On the impact of bio-geomorphological gradients on salt marsh survival

Coastal wetlands are among some of the most biologically productive ecosystems on the planet. Not only do they sequester large amounts of carbon and improve water quality, but they also provide a buffer between the ocean and coastal communities protecting them from effects of climate change such as accelerated sea level rise or increased storm frequency. Over the past century, increased salt marsh area loss was observed through the formation of internal open water bodies, so-called ponds, emerging in established wetlands such as temperate salt marshes fringing the US Mid-Atlantic coast. However, detailed causes leading to pond formation and their implications for salt marsh survival are still subject to debates. This study focused on disentangling the impact of bio-geomorphological gradients, governing sediment, and plant species composition on the formation of ponds.

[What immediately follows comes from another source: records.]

pub mod container;
pub mod docker;
pub mod gpu;
pub mod image;

use std::fmt;

use async_trait::async_trait;
use chrono::{DateTime, Utc};
use serde::Serialize;
use thiserror::Error;

use crate::catalog::ServiceDefinition;
use crate::error::SlotError;

pub use docker::DockerRuntime;

/// Opaque handle to a started container.
#[derive(Debug, Clone, PartialEq, Eq)]
pub struct RuntimeToken {
    pub container_name: String,
    pub container_id: Option<String>,
}

impl RuntimeToken {
    /// Token addressing a service's container by name only.
    pub fn for_service(service: &ServiceDefinition) -> Self {
        Self {
            container_name: service.launch.container_name.clone(),
            container_id: None,
        }
    }

    /// Name or ID accepted by the runtime API; the ID wins when known.
    pub fn reference(&self) -> &str {
        self.container_id
            .as_deref()
            .unwrap_or(self.container_name.as_str())
    }
}

#[derive(Debug, Clone, Copy, PartialEq, Eq)]
pub enum StopOutcome {
    /// Exited within the grace period.
    Stopped,
    /// Had to be force-killed.
    Killed,
    /// Was not running (or did not exist).
    AlreadyStopped,
}

#[derive(Debug, Clone, PartialEq, Eq)]
pub enum RuntimeStatus {
    Starting,
    Running,
    /// Not running. A container that does not exist reports `code: None`.
    Exited {
        code: Option<i64>,
        oom_killed: bool,
    },
    Unknown,
}

impl RuntimeStatus {
    pub fn is_alive(&self) -> bool {
        matches!(self, RuntimeStatus::Starting | RuntimeStatus::Running)
    }
}

impl fmt::Display for RuntimeStatus {
    fn fmt(&self, f: &mut fmt::Formatter<'_>) -> fmt::Result {
        match self {
            RuntimeStatus::Starting => write!(f, "starting"),
            RuntimeStatus::Running => write!(f, "running"),
            RuntimeStatus::Exited {
                oom_killed: true, ..
            } => write!(f, "exited (out of memory)"),
            RuntimeStatus::Exited { code: Some(c), .. } => write!(f, "exited ({c})"),
            RuntimeStatus::Exited { code: None, .. } => write!(f, "not found"),
            RuntimeStatus::Unknown => write!(f, "unknown"),
        }
    }
}

/// A managed container found running by label.
#[derive(Debug, Clone, PartialEq, Eq)]
pub struct RunningContainer {
    pub identifier: String,
    pub token: RuntimeToken,
    /// Project slug, when the container was started from another config.
    pub other_project: Option<String>,
}

impl RunningContainer {
    /// `service`, or `project/service` for another project's container.
    pub fn display_name(&self) -> String {
        match &self.other_project {
            Some(project) => format!("{}/{}", project, self.identifier),
            None => self.identifier.clone(),
        }
    }

    pub fn is_local(&self) -> bool {
        self.other_project.is_none()
    }
}

#[derive(Debug, Clone, PartialEq, Serialize)]
pub struct GpuUsage {
    pub index: u32,
    pub name: String,
    pub memory_used_bytes: u64,
    pub memory_total_bytes: u64,
    pub utilization_percent: u8,
}

/// Host-wide GPU snapshot.
#[derive(Debug, Clone, PartialEq, Serialize)]
pub struct ResourceUsage {
    pub gpus: Vec<GpuUsage>,
    pub captured_at: DateTime<Utc>,
}

impl ResourceUsage {
    pub fn memory_used_bytes(&self) -> u64 {
        self.gpus.iter().map(|g| g.memory_used_bytes).sum()
    }

    pub fn memory_total_bytes(&self) -> u64 {
        self.gpus.iter().map(|g| g.memory_total_bytes).sum()
    }

    pub fn max_utilization_percent(&self) -> u8 {
        self.gpus
            .iter()
            .map(|g| g.utilization_percent)
            .max()
            .unwrap_or(0)
    }
}

#[derive(Debug, Error, Clone, PartialEq, Eq)]
pub enum RuntimeError {
    #[error("{0}")]
    Unavailable(String),
    #[error("{0}")]
    ResourceExhausted(String),
    #[error("{0}")]
    LaunchFailed(String),
    #[error("{0}")]
    Failed(String),
}

impl RuntimeError {
    /// Attach the service identifier and lift into the caller-facing taxonomy.
    pub fn into_slot(self, identifier: &str) -> SlotError {
        let identifier = identifier.to_string();
        match self {
            RuntimeError::Unavailable(reason) => SlotError::RuntimeUnavailable {
                identifier: Some(identifier),
                reason,
            },
            RuntimeError::ResourceExhausted(reason) => {
                SlotError::ResourceExhausted { identifier, reason }
            }
            RuntimeError::LaunchFailed(reason) => SlotError::LaunchFailed { identifier, reason },
            RuntimeError::Failed(reason) => SlotError::RuntimeFailed { identifier, reason },
        }
    }

    /// Lift a failure not tied to any one service.
    pub fn into_host_error(self) -> SlotError {
        match self {
            RuntimeError::Unavailable(reason) => SlotError::RuntimeUnavailable {
                identifier: None,
                reason,
            },
            other => SlotError::Other(anyhow::anyhow!(other.to_string())),
        }
    }
}

/// Container runtime operations the lifecycle manager depends on.
#[async_trait]
pub trait RuntimeAdapter: Send + Sync {
    /// Create and start the service's container. Does not wait for readiness.
    async fn start(&self, service: &ServiceDefinition) -> Result<RuntimeToken, RuntimeError>;

    /// Stop gracefully, escalating to kill after the grace period. Returns
    /// only once the container is confirmed not running.
    async fn stop(&self, token: &RuntimeToken) -> Result<StopOutcome, RuntimeError>;

    async fn status(&self, token: &RuntimeToken) -> Result<RuntimeStatus, RuntimeError>;

    /// Managed containers currently running on this host, from any project.
    async fn running_services(&self) -> Result<Vec<RunningContainer>, RuntimeError>;

    /// Last `max_lines` log lines, oldest first.
    async fn logs(&self, token: &RuntimeToken, max_lines: usize)
        -> Result<Vec<String>, RuntimeError>;

    async fn resource_usage(&self) -> Result<ResourceUsage, RuntimeError>;
}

Marsh platforms are composed of a mosaic of plant species differing in growth properties related to tolerance in inundation stress and soil anoxia. Salt marsh sediment characteristics were shown to change with increasing distance from the open water sediment source creating specific spatial gradients. We carried out stratified field surveys on plant species distribution and sediment characteristics (e.g., organic matter content and compressibility) and compared results to a controlled mesocosm experiment identifying the plant-species growth response to differences in inundation time. The combination of field and laboratory measurements enables us to evaluate how bio-geomorphological gradients consisting of species-specific plant properties (plant growth and mortality) and sediment characteristics can explain pond formation and marsh degradation.